# Diy kit order advice



## nemo (15/6/15)

Hi guys, I really want to try my hand at some DIY juices but where to begin oh the choices!

So far I was thinking Danish cinnamon, vanilla custard, dulce de leche, Bavarian crème, black cherry,
I enjoy mint so not sure what to go for there.

So open to advice here on any other additives that may be good.


----------



## Matt (15/6/15)

My advice would be to start out with some recipes you can find online. To get the hang of it.


----------



## Mike (15/6/15)

Don't go for black cherry.

Vanilla Custard is a necessity
Dulce is nice too
Strawberry ripe is great
Wintergreen and mint candy are both good, I'd recommend getting a menthol as well if that's your thing.

Reactions: Thanks 1


----------



## nemo (15/6/15)

My I ask why not the black cherry?


----------



## Mike (15/6/15)

There are many nicer flavours available to start off with. It's difficult to make work.

Reactions: Like 1


----------



## nemo (15/6/15)

@Mike thanks much appreciated @Matt Thanks I have just been doing that  already changed my wish list and looking at adding more


----------



## Matt (15/6/15)

Its a nice way to start and tweak those recipes to your liking. 
I like the french vanilla, vanilla bean ice cream, butterscotch and brown sugar. 
For vanilla custard i prefer the capella version but the tfa is nice also.


----------



## free3dom (15/6/15)

TFA peppermint and spearmint are great mint flavours by themselves and also go really well with various fruit flavours (apple, strawberry, dragonfruit).
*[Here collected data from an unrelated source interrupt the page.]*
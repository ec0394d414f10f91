//! Shared, swappable routing graph.
//!
//! Searches run against an immutable [`MapGraph`] snapshot. When campus data
//! changes, a new graph is built off to the side and swapped in; searches
//! already in flight finish on the snapshot they started with.

use std::sync::{Arc, PoisonError, RwLock};

use tracing::info;

use crate::builder::build_graph;
use crate::campus::Campus;
use crate::config::{EngineConfig, GraphBuildOptions};
use crate::error::{BuildError, Result};
use crate::graph::MapGraph;
use crate::routing::{plan_route, RoutePlan, RouteRequest};

/// Cheaply cloneable handle to the current routing graph.
///
/// Clones share the same slot, so a swap through one handle is seen by all
/// of them.
///
/// # Example
///
/// ```ignore
/// let shared = SharedGraph::new(build_graph(&campus, &options)?);
/// let worker = shared.clone();
/// std::thread::spawn(move || {
///     let graph = worker.snapshot();
///     // ... search against `graph`
/// });
/// shared.rebuild(&updated_campus, &options)?;
/// ```
#[derive(Clone)]
pub struct SharedGraph {
    inner: Arc<RwLock<Arc<MapGraph>>>,
}

impl SharedGraph {
    pub fn new(graph: MapGraph) -> Self {
        Self {
            inner: Arc::new(RwLock::new(Arc::new(graph))),
        }
    }

    /// The graph currently in service. Hold the returned `Arc` for the whole
    /// search.
    pub fn snapshot(&self) -> Arc<MapGraph> {
        // The slot only ever holds a complete graph.
        let guard = self.inner.read().unwrap_or_else(PoisonError::into_inner);
        Arc::clone(&guard)
    }

    /// Swap in a new graph and return the one it replaced.
    pub fn replace(&self, graph: MapGraph) -> Arc<MapGraph> {
        self.install(Arc::new(graph))
    }

    fn install(&self, next: Arc<MapGraph>) -> Arc<MapGraph> {
        let (nodes, edges) = (next.node_count(), next.edge_count());
        let previous = {
            let mut guard = self.inner.write().unwrap_or_else(PoisonError::into_inner);
            std::mem::replace(&mut *guard, next)
        };
        info!(nodes, edges, "routing graph replaced");
        previous
    }

    /// Build a graph from `campus` and swap it in. On failure the current
    /// graph stays in service.
    pub fn rebuild(
        &self,
        campus: &Campus,
        options: &GraphBuildOptions,
    ) -> std::result::Result<Arc<MapGraph>, BuildError> {
        let graph = Arc::new(build_graph(campus, options)?);
        self.install(Arc::clone(&graph));
        Ok(graph)
    }

    /// Plan a route against the current snapshot.
    pub fn plan(&self, request: &RouteRequest, config: &EngineConfig) -> Result<RoutePlan> {
        let graph = self.snapshot();
        plan_route(&graph, request, config)
    }
}

impl From<MapGraph> for SharedGraph {
    fn from(graph: MapGraph) -> Self {
        Self::new(graph)
    }
}

impl std::fmt::Debug for SharedGraph {
    fn fmt(&self, f: &mut std::fmt::Formatter<'_>) -> std::fmt::Result {
        let graph = self.snapshot();
        f.debug_struct("SharedGraph")
            .field("nodes", &graph.node_count())
            .field("edges", &graph.edge_count())
            .finish()
    }
}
Get some Ethyl Maltol as well, it's a great way to smooth out harsh flavours 

Also consider getting some French Vanilla (or any of the other vanilla variants) - it's a great additive to many types of juices

Reactions: Thanks 1


----------



## nemo (15/6/15)

@free3dom Thanks I made a note of those was seeing EM being mentioned very often I was considering some Vanilla variants they seem to be used very often and on their own. Thanks so far for all the advice sure is making things easier makes I want order my kit now already  man why are there so many days between my money

Reactions: Winner 1 | Funny 1


----------



## rogue zombie (15/6/15)

And some Vanilla's, as they make almost anything that much better - Vanilla Swirl, Vanilla Bean Ice Cream... French Vanilla. Imo they're absolutely necessary.

Reactions: Like 1


----------



## nemo (16/6/15)

r0gue z0mbie said:


> And some Vanilla's, as they make almost anything that much better - Vanilla Swirl, Vanilla Bean Ice Cream... French Vanilla. Imo they're absolutely necessary.
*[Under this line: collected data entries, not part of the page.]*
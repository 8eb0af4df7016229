//! Monitor configuration (TOML)

use crate::error::{MonitorError, Result};
use log::{info, warn};
use serde::{Deserialize, Serialize};
use std::fs;
use std::path::{Path, PathBuf};

pub const DEFAULT_CACHE_MAX_AGE_MS: u64 = 2000;
pub const DEFAULT_SAMPLE_BATCH_SIZE: usize = 20;
pub const DEFAULT_HISTORY_LEN: usize = 30;
pub const DEFAULT_PAGE_SIZE: usize = 15;
pub const DEFAULT_VALUE_CHANGE_THRESHOLD: f64 = 0.5;
pub const DEFAULT_REBUILD_RATIO: f64 = 0.5;

/// Short-lived helpers that routinely vanish between listing and sampling.
pub const DEFAULT_EXCLUDED_NAMES: &[&str] = &[
    "wmic.exe",
    "fastlist-0.3.0-x64.exe",
    "lenovoVantage-(GenericTelemetryAddin).exe",
    "lenovoVantage-(ModernPreloadAddin).exe",
];

#[derive(Debug, Clone, PartialEq, Serialize, Deserialize)]
#[serde(default)]
pub struct MonitorConfig {
    pub cache_max_age_ms: u64,
    pub sample_batch_size: usize,
    pub history_len: usize,
    pub page_size: usize,
    pub value_change_threshold: f64,
    pub rebuild_ratio: f64,
    pub excluded_names: Vec<String>,
    /// 0 disables the timer; refreshes then only happen on request.
    pub refresh_interval_ms: u64,
}

impl Default for MonitorConfig {
    fn default() -> Self {
        Self {
            cache_max_age_ms: DEFAULT_CACHE_MAX_AGE_MS,
            sample_batch_size: DEFAULT_SAMPLE_BATCH_SIZE,
            history_len: DEFAULT_HISTORY_LEN,
            page_size: DEFAULT_PAGE_SIZE,
            value_change_threshold: DEFAULT_VALUE_CHANGE_THRESHOLD,
            rebuild_ratio: DEFAULT_REBUILD_RATIO,
            excluded_names: DEFAULT_EXCLUDED_NAMES
                .iter()
                .map(|name| name.to_string())
                .collect(),
            refresh_interval_ms: 0,
        }
    }
}

impl MonitorConfig {
    pub fn load(path: &Path) -> Result<Self> {
        let content = fs::read_to_string(path)?;
        let config: MonitorConfig =
            toml::from_str(&content).map_err(|e| MonitorError::Config(e.to_string()))?;
        config.validate()?;
        Ok(config)
    }

    pub fn save(&self, path: &Path) -> Result<()> {
        let content =
            toml::to_string_pretty(self).map_err(|e| MonitorError::Config(e.to_string()))?;
        if let Some(parent) = path.parent() {
            fs::create_dir_all(parent)?;
        }
        fs::write(path, content)?;
        Ok(())
    }

    /// Loads `path` if it exists, otherwise the defaults.
    pub fn load_or_default(path: &Path) -> Self {
        if !path.exists() {
            info!("No config file at {}, using defaults", path.display());
            return Self::default();
        }
        Self::load(path).unwrap_or_else(|e| {
            warn!("Failed to load config {}: {}, using defaults", path.display(), e);
            Self::default()
        })
    }

    pub fn config_path() -> PathBuf {
        directories::ProjectDirs::from("", "", "procsight")
            .map(|dirs| dirs.config_dir().join("config.toml"))
            .unwrap_or_else(|| PathBuf::from("config.toml"))
    }

    pub fn validate(&self) -> Result<()> {
        if self.sample_batch_size == 0 {
            return Err(MonitorError::Config("sample_batch_size must be > 0".into()));
        }
        if self.history_len == 0 {
            return Err(MonitorError::Config("history_len must be > 0".into()));
        }
        if self.page_size == 0 {
            return Err(MonitorError::Config("page_size must be > 0".into()));
        }
        if !(self.value_change_threshold >= 0.0) || !(self.rebuild_ratio >= 0.0) {
            return Err(MonitorError::Config(
                "thresholds must be non-negative numbers".into(),
            ));
        }
        Ok(())
    }
}

#[cfg(test)]
mod tests {
    use super::*;

    #[test]
    fn defaults_carry_core_constants() {
        let config = MonitorConfig::default();
        assert_eq!(config.cache_max_age_ms, 2000);
        assert_eq!(config.sample_batch_size, 20);
        assert_eq!(config.history_len, 30);
        assert_eq!(config.page_size, 15);
        assert_eq!(config.value_change_threshold, 0.5);
        assert!(config.excluded_names.iter().any(|n| n == "wmic.exe"));
        assert!(config.validate().is_ok());
    }

    #[test]
    fn partial_toml_keeps_defaults_for_missing_keys() {
        let config: MonitorConfig = toml::from_str("page_size = 25\n").unwrap();
        assert_eq!(config.page_size, 25);
        assert_eq!(config.history_len, DEFAULT_HISTORY_LEN);
    }

    #[test]
    fn validate_rejects_zero_sizes() {
        let config = MonitorConfig {
            sample_batch_size: 0,
            ..MonitorConfig::default()
        };
        assert!(matches!(config.validate(), Err(MonitorError::Config(_))));

        let config = MonitorConfig {
            value_change_threshold: f64::NAN,
            ..MonitorConfig::default()
        };
        assert!(config.validate().is_err());
    }
}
Thanks that vanilla bean ice cream sounds yummy also 

Sent from my AG CHROME ULTRA using Tapatalk

Reactions: Like 2


----------



## rogue zombie (16/6/15)

nemo said:


> Thanks that vanilla bean ice cream sounds yummy also
> 
> Sent from my AG CHROME ULTRA using Tapatalk



It really is. Very versatile, and a pretty complex form of vanilla on its own.
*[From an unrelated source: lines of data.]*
mod actions;
mod filter;
mod source;

pub use actions::*;
pub use filter::*;
pub use source::*;

use chrono::{DateTime, Local};
use std::collections::HashMap;

/// Name used for processes the OS reports without one.
pub const UNKNOWN_PROCESS_NAME: &str = "unknown";

/// One row of the OS process table, valid for a single sampling pass.
#[derive(Debug, Clone, PartialEq, Eq)]
pub struct RawProcess {
    pub pid: u32,
    pub name: String,
    pub command_line: String,
    pub owner: String,
}

impl RawProcess {
    pub fn new(pid: u32, name: impl Into<String>) -> Self {
        Self {
            pid,
            name: name.into(),
            command_line: String::new(),
            owner: String::new(),
        }
    }

    /// Grouping key: the executable name, or `unknown` when the OS gave none.
    pub fn group_name(&self) -> &str {
        if self.name.is_empty() {
            UNKNOWN_PROCESS_NAME
        } else {
            &self.name
        }
    }
}

/// CPU/memory usage for one pid. `cpu_percent` may exceed 100 on multi-core hosts.
#[derive(Debug, Clone, Copy, PartialEq, Default)]
pub struct ResourceSample {
    pub pid: u32,
    pub cpu_percent: f64,
    pub memory_bytes: u64,
    pub elapsed_ms: u64,
}

/// Processes sharing an executable name, with usage averaged over the members.
#[derive(Debug, Clone, PartialEq)]
pub struct GroupedProcess {
    pub name: String,
    /// Member pids in first-seen order.
    pub pids: Vec<u32>,
    pub count: usize,
    /// Mean cpu over all members, uncapped.
    pub cpu_percent: f64,
    /// Mean share of total system memory over all members.
    pub memory_percent: f64,
}

impl GroupedProcess {
    pub fn first_pid(&self) -> Option<u32> {
        self.pids.first().copied()
    }

    /// Cpu clamped to 100 for display and tiering.
    pub fn display_cpu(&self) -> f64 {
        capped_cpu(self.cpu_percent)
    }

    pub fn status(&self) -> StatusTier {
        StatusTier::from_usage(self.cpu_percent, self.memory_percent)
    }
}

pub fn capped_cpu(cpu_percent: f64) -> f64 {
    if cpu_percent.is_finite() {
        cpu_percent.min(100.0)
    } else {
        0.0
    }
}

#[derive(Debug, Clone, Copy, PartialEq, Eq, Hash)]
pub enum StatusTier {
    Normal,
    HighCpu,
    HighMemory,
    CriticalCpu,
    CriticalMemory,
}

impl StatusTier {
    /// Cpu is checked before memory at each level, even when memory is the worse signal.
    pub fn from_usage(cpu_percent: f64, memory_percent: f64) -> Self {
        let cpu = capped_cpu(cpu_percent);
        let memory = if memory_percent.is_finite() {
            memory_percent
        } else {
            0.0
        };
        if cpu > 80.0 {
            StatusTier::CriticalCpu
        } else if memory > 80.0 {
            StatusTier::CriticalMemory
        } else if cpu > 50.0 {
            StatusTier::HighCpu
        } else if memory > 50.0 {
            StatusTier::HighMemory
        } else {
            StatusTier::Normal
        }
    }

    pub fn label(&self) -> &'static str {
        match self {
            StatusTier::Normal => "",
            StatusTier::HighCpu => "High CPU",
            StatusTier::HighMemory => "High Memory",
            StatusTier::CriticalCpu => "Critical CPU",
            StatusTier::CriticalMemory => "Critical Memory",
        }
    }

    pub fn is_critical(&self) -> bool {
        matches!(self, StatusTier::CriticalCpu | StatusTier::CriticalMemory)
    }
}

/// Point-in-time aggregation of the process table by name.
///
/// Groups keep the order in which their names were first seen; lookups by
/// name go through an index so both iteration order and `get` are cheap.
#[derive(Debug, Clone, PartialEq)]
pub struct GroupedSnapshot {
    groups: Vec<GroupedProcess>,
    index: HashMap<String, usize>,
    captured_at: DateTime<Local>,
}

impl GroupedSnapshot {
    pub fn new(groups: Vec<GroupedProcess>, captured_at: DateTime<Local>) -> Self {
        let index = groups
            .iter()
            .enumerate()
            .map(|(i, group)| (group.name.clone(), i))
            .collect();
        Self {
            groups,
            index,
            captured_at,
        }
    }

    pub fn empty() -> Self {
        Self::new(Vec::new(), Local::now())
    }

    pub fn get(&self, name: &str) -> Option<&GroupedProcess> {
        self.index.get(name).map(|&i| &self.groups[i])
    }

    pub fn contains(&self, name: &str) -> bool {
        self.index.contains_key(name)
    }

    pub fn iter(&self) -> impl Iterator<Item = &GroupedProcess> {
        self.groups.iter()
    }

    pub fn names(&self) -> impl Iterator<Item = &str> {
        self.groups.iter().map(|g| g.name.as_str())
    }

    pub fn groups(&self) -> &[GroupedProcess] {
        &self.groups
    }

    pub fn len(&self) -> usize {
        self.groups.len()
    }

    pub fn is_empty(&self) -> bool {
        self.groups.is_empty()
    }

    /// Number of raw processes folded into this snapshot.
    pub fn process_count(&self) -> usize {
        self.groups.iter().map(|g| g.count).sum()
    }

    pub fn captured_at(&self) -> DateTime<Local> {
        self.captured_at
    }
}

impl Default for GroupedSnapshot {
    fn default() -> Self {
        Self::empty()
    }
}

/// Extended information for a single pid, shown in the details window.
#[derive(Debug, Clone, PartialEq)]
pub struct ProcessDetails {
    pub name: String,
    pub pid: u32,
    pub cpu_percent: f64,
    pub memory_mb: f64,
    pub user: String,
    pub path: String,
    pub start_time: Option<DateTime<Local>>,
}

/// Host-wide usage, both values within [0, 100].
#[derive(Debug, Clone, Copy, PartialEq, Default)]
pub struct SystemStats {
    pub cpu_percent: f64,
    pub memory_percent: f64,
}

impl SystemStats {
    pub fn clamped(cpu_percent: f64, memory_percent: f64) -> Self {
        let clamp = |v: f64| if v.is_finite() { v.clamp(0.0, 100.0) } else { 0.0 };
        Self {
            cpu_percent: clamp(cpu_percent),
            memory_percent: clamp(memory_percent),
        }
    }
}

#[cfg(test)]
mod tests {
    use super::*;

    fn group(name: &str, cpu: f64, memory: f64) -> GroupedProcess {
        GroupedProcess {
            name: name.to_string(),
            pids: vec![1],
            count: 1,
            cpu_percent: cpu,
            memory_percent: memory,
        }
    }

    #[test]
    fn cpu_tier_wins_over_memory() {
        assert_eq!(StatusTier::from_usage(85.0, 40.0), StatusTier::CriticalCpu);
        assert_eq!(StatusTier::from_usage(85.0, 95.0), StatusTier::CriticalCpu);
        assert_eq!(StatusTier::from_usage(60.0, 90.0), StatusTier::CriticalMemory);
        assert_eq!(StatusTier::from_usage(60.0, 10.0), StatusTier::HighCpu);
        assert_eq!(StatusTier::from_usage(10.0, 60.0), StatusTier::HighMemory);
        assert_eq!(StatusTier::from_usage(50.0, 50.0), StatusTier::Normal);
    }

    #[test]
    fn cpu_is_capped_only_for_display() {
        let g = group("render", 340.0, 1.0);
        assert_eq!(g.display_cpu(), 100.0);
        assert_eq!(g.cpu_percent, 340.0);
        assert_eq!(g.status(), StatusTier::CriticalCpu);
        assert_eq!(capped_cpu(f64::NAN), 0.0);
    }

    #[test]
    fn empty_name_groups_as_unknown() {
        assert_eq!(RawProcess::new(9, "").group_name(), "unknown");
        assert_eq!(RawProcess::new(9, "sh").group_name(), "sh");
    }

    #[test]
    fn snapshot_lookup_preserves_insertion_order() {
        let snapshot = GroupedSnapshot::new(
            vec![group("b", 1.0, 1.0), group("a", 2.0, 2.0)],
            Local::now(),
        );
        assert_eq!(snapshot.names().collect::<Vec<_>>(), vec!["b", "a"]);
        assert_eq!(snapshot.get("a").map(|g| g.cpu_percent), Some(2.0));
        assert!(snapshot.get("c").is_none());
        assert_eq!(snapshot.process_count(), 2);
    }

    #[test]
    fn system_stats_are_clamped() {
        let stats = SystemStats::clamped(130.0, -4.0);
        assert_eq!(stats.cpu_percent, 100.0);
        assert_eq!(stats.memory_percent, 0.0);
    }
}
Reactions: Like 1 | Agree 1


----------



## nemo (17/6/15)

Just waiting on a question that I popped off to skyblue then I will be pretty close to ordering. 
To the menthol lovers out there what is the best additive to go for in getting the "cool" hit. I was looking at the concentrates when I posted and used mint instead of menthol, sorry folks .

Reactions: Winner 1


----------



## rogue zombie (17/6/15)

nemo said:


> Just waiting on a question that I popped off to skyblue then I will be pretty close to ordering.
> To the menthol lovers out there what is the best additive to go for in getting the "cool" hit. I was looking at the concentrates when I posted and used mint instead of menthol, sorry folks .



You'll want some Koolada for that "cool" hit. Great stuff, and because you only use a small amount, lasts for ages.

Reactions: Agree 1 | Thanks 1


----------



## nemo (17/6/15)

r0gue z0mbie said:


> You'll want some Koolada for that "cool" hit. Great stuff, and because you only use a small amount, lasts for ages.


@r0gue z0mbie, awesome thanks.


----------



## free3dom (17/6/15)

As @r0gue z0mbie said, get some Koolada for coolness on the exhale and use menthol for coolness on the inhale - most strong menthol juices use both

Reactions: Agree 2 | Thanks 1


----------